I am however a former teacher of a few dozen of them - of all shapes, personalities, and sizes.
What I always found worked best was Organization, with a captial O. Otherwise chaos.
I am not sure what services you have at your fingertips, but if you have any access to an ABA therapist, even for just a few hours, you should be able to divide your day into active programming and leisure time for both of you.
I also don't know the age of your child, so my advice is very broad.

In my old program, we had a morning routine of stretching, yoga, dances that I made up to songs the kids loved, and then 2-3 storybooks.
This was followed by an enforced 15 minutes of a desired activity from the child's choice book.

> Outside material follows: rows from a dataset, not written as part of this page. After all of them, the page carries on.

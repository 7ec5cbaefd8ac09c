use serde::{Deserialize, Serialize};

use crate::parameters::{GlycolysisParam as G, ParameterSet};

use super::laws::{
    activation_factor, competitive_km, hill, hill_activation_factor, inhibition_factor,
    michaelis_menten, reversible_michaelis_menten, saturation,
};

/// Cofactor and effector levels held constant during a glycolysis simulation (mM).
#[derive(Debug, Clone, Copy, PartialEq, Serialize, Deserialize)]
pub struct GlycolysisCofactors {
    pub atp: f64,
    pub adp: f64,
    pub amp: f64,
    pub nad: f64,
    pub pi: f64,
    /// Trehalose-6-phosphate
    pub t6p: f64,
    /// Fructose-2,6-bisphosphate
    pub f26bp: f64,
}

impl Default for GlycolysisCofactors {
    fn default() -> Self {
        Self {
            atp: 2.5,
            adp: 1.3,
            amp: 0.28,
            nad: 1.2,
            pi: 50.0,
            t6p: 0.024,
            f26bp: 0.014,
        }
    }
}

type Params = ParameterSet<G>;

/// Hexokinase: glucose + ATP → G6P + ADP.
///
/// Competitive inhibition by T6P raises the apparent Km, G6P inhibits the product side.
pub fn hexokinase(p: &Params, glucose: f64, g6p: f64, c: &GlycolysisCofactors) -> f64 {
    let km_app = competitive_km(p[G::HxkKmGlucose], c.t6p, p[G::HxkKiT6p]);
    michaelis_menten(p[G::HxkVmax], glucose, km_app) * inhibition_factor(g6p, p[G::HxkKiG6p])
}

/// Phosphoglucose isomerase: G6P ⇌ F6P.
pub fn phosphoglucose_isomerase(p: &Params, g6p: f64, f6p: f64) -> f64 {
    reversible_michaelis_menten(
        p[G::PgiVmax],
        g6p,
        f6p,
        p[G::PgiKmG6p],
        p[G::PgiKmF6p],
        p[G::PgiKeq],
    )
}

/// Phosphofructokinase: F6P + ATP → F16BP + ADP.
///
/// ATP acts both as substrate and as inhibitor, AMP activates linearly.
pub fn phosphofructokinase(p: &Params, f6p: f64, c: &GlycolysisCofactors) -> f64 {
    let atp_term = c.atp / (p[G::PfkKmAtp] * (1.0 + c.atp / p[G::PfkKiAtp]));
    p[G::PfkVmax]
        * activation_factor(c.amp, p[G::PfkKaAmp])
        * saturation(f6p, p[G::PfkKmF6p])
        * (atp_term / (1.0 + atp_term))
}

/// Aldolase: F16BP ⇌ DHAP + GAP.
pub fn aldolase(p: &Params, f16bp: f64, dhap: f64, gap: f64) -> f64 {
    let vmax = p[G::AldVmax];
    let forward = michaelis_menten(vmax, f16bp, p[G::AldKmF16bp]);
    let reverse = (vmax / p[G::AldKeq]) * (dhap * gap)
        / ((p[G::AldKmDhap] + dhap) * (p[G::AldKmGap] + gap));
    forward - reverse
}

/// Triose phosphate isomerase: DHAP ⇌ GAP.
pub fn triose_phosphate_isomerase(p: &Params, dhap: f64, gap: f64) -> f64 {
    reversible_michaelis_menten(
        p[G::TpiVmax],
        dhap,
        gap,
        p[G::TpiKmDhap],
        p[G::TpiKmGap],
        p[G::TpiKeq],
    )
}

/// Glyceraldehyde-3-phosphate dehydrogenase: GAP + NAD⁺ + Pi → 1,3-BPG + NADH.
pub fn gapdh(p: &Params, gap: f64, c: &GlycolysisCofactors) -> f64 {
    p[G::GapdhVmax]
        * saturation(gap, p[G::GapdhKmGap])
        * saturation(c.nad, p[G::GapdhKmNad])
        * saturation(c.pi, p[G::GapdhKmPi])
}

/// Phosphoglycerate kinase: 1,3-BPG + ADP → 3PG + ATP.
pub fn phosphoglycerate_kinase(p: &Params, bpg: f64, c: &GlycolysisCofactors) -> f64 {
    p[G::PgkVmax] * saturation(bpg, p[G::PgkKm13bpg]) * saturation(c.adp, p[G::PgkKmAdp])
}

/// Phosphoglycerate mutase: 3PG ⇌ 2PG.
pub fn phosphoglycerate_mutase(p: &Params, pg3: f64, pg2: f64) -> f64 {
    reversible_michaelis_menten(
        p[G::GpmVmax],
        pg3,
        pg2,
        p[G::GpmKm3pg],
        p[G::GpmKm2pg],
        p[G::GpmKeq],
    )
}

/// Enolase: 2PG ⇌ PEP + H₂O.
pub fn enolase(p: &Params, pg2: f64, pep: f64) -> f64 {
    reversible_michaelis_menten(
        p[G::EnoVmax],
        pg2,
        pep,
        p[G::EnoKm2pg],
        p[G::EnoKmPep],
        p[G::EnoKeq],
    )
}

/// Pyruvate kinase: PEP + ADP → pyruvate + ATP, with F16BP feed-forward activation.
pub fn pyruvate_kinase(p: &Params, pep: f64, f16bp: f64, c: &GlycolysisCofactors) -> f64 {
    p[G::PykVmax]
        * hill_activation_factor(f16bp, p[G::PykKaF16bp], p[G::PykN])
        * saturation(pep, p[G::PykKmPep])
        * saturation(c.adp, p[G::PykKmAdp])
}

/// Pyruvate decarboxylase: pyruvate → acetaldehyde + CO₂, cooperative in pyruvate.
pub fn pyruvate_decarboxylase(p: &Params, pyruvate: f64) -> f64 {
    hill(p[G::PdcVmax], pyruvate, p[G::PdcKmPyruvate], p[G::PdcN])
}

#[cfg(test)]
mod tests {
    use approx::assert_relative_eq;

    use super::*;

    #[test]
    fn test_pgi_zero_net_flux_at_equilibrium_ratio() {
        // ARRANGE
        // With Km_G6P = 0.3, Km_F6P = 1.0 and Keq = 0.5 the forward and reverse terms
        // balance at G6P = 1.4, F6P = Keq · G6P = 0.7
        let keq = 0.5;
        let params = Params::literature()
            .with(G::PgiKmG6p, 0.3)
            .with(G::PgiKmF6p, 1.0)
            .with(G::PgiKeq, keq);
        let g6p = 1.4;
        let f6p = keq * g6p;

        // ACT
        let v = phosphoglucose_isomerase(&params, g6p, f6p);

        // ASSERT
        assert_relative_eq!(v, 0.0, epsilon = 1e-10);
    }

    #[test]
    fn test_pgi_direction_follows_ratio() {
        let params = Params::literature();
        assert!(phosphoglucose_isomerase(&params, 5.0, 0.01) > 0.0);
        assert!(phosphoglucose_isomerase(&params, 0.01, 5.0) < 0.0);
    }

    #[test]
    fn test_hexokinase_literature_value() {
        let params = Params::literature();
        let c = GlycolysisCofactors::default();
        let v = hexokinase(&params, 0.087, 2.45, &c);

        let km_app = 0.1 * (1.0 + 0.024 / 0.04);
        let expected = 226.5 * 0.087 / (km_app + 0.087) / (1.0 + 2.45 / 0.04);
        assert_relative_eq!(v, expected, epsilon = 1e-12);
    }

    #[test]
    fn test_pyruvate_kinase_activation_bounds() {
        let params = Params::literature();
        let c = GlycolysisCofactors::default();
        let base = pyruvate_kinase(&params, 0.07, 0.0, &c);
        let saturated = pyruvate_kinase(&params, 0.07, 1e3, &c);
        assert_relative_eq!(saturated / base, 2.0, epsilon = 1e-9);
    }

    #[test]
    fn test_pyruvate_decarboxylase_half_rate_at_km() {
        let params = Params::literature();
        assert_relative_eq!(pyruvate_decarboxylase(&params, 6.36), 174.4 / 2.0, epsilon = 1e-10);
    }
}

Then we went into 'education' mode. Functional literacy and numeracy - about 20 minutes each. Followed again by a choice of a preferred activity from the child's book. You can be nearby when the child does 'choice' but you cannot direct.
Then we went into chores. I had pictures of about 20 chores for the child to choose from. The child needed to choose a minimum of four. some needed help and directives, and others were independant. The child is always working for a 'reward' which is of course, a choice of an independant activity.
This would take us into lunch - eating followed by a rest period.
We did more curriculum in the afternoons, followed by at least a 30 minute walk, sometimes with a stop at a playground. The rest of the afternoon would be a choice video until bus time.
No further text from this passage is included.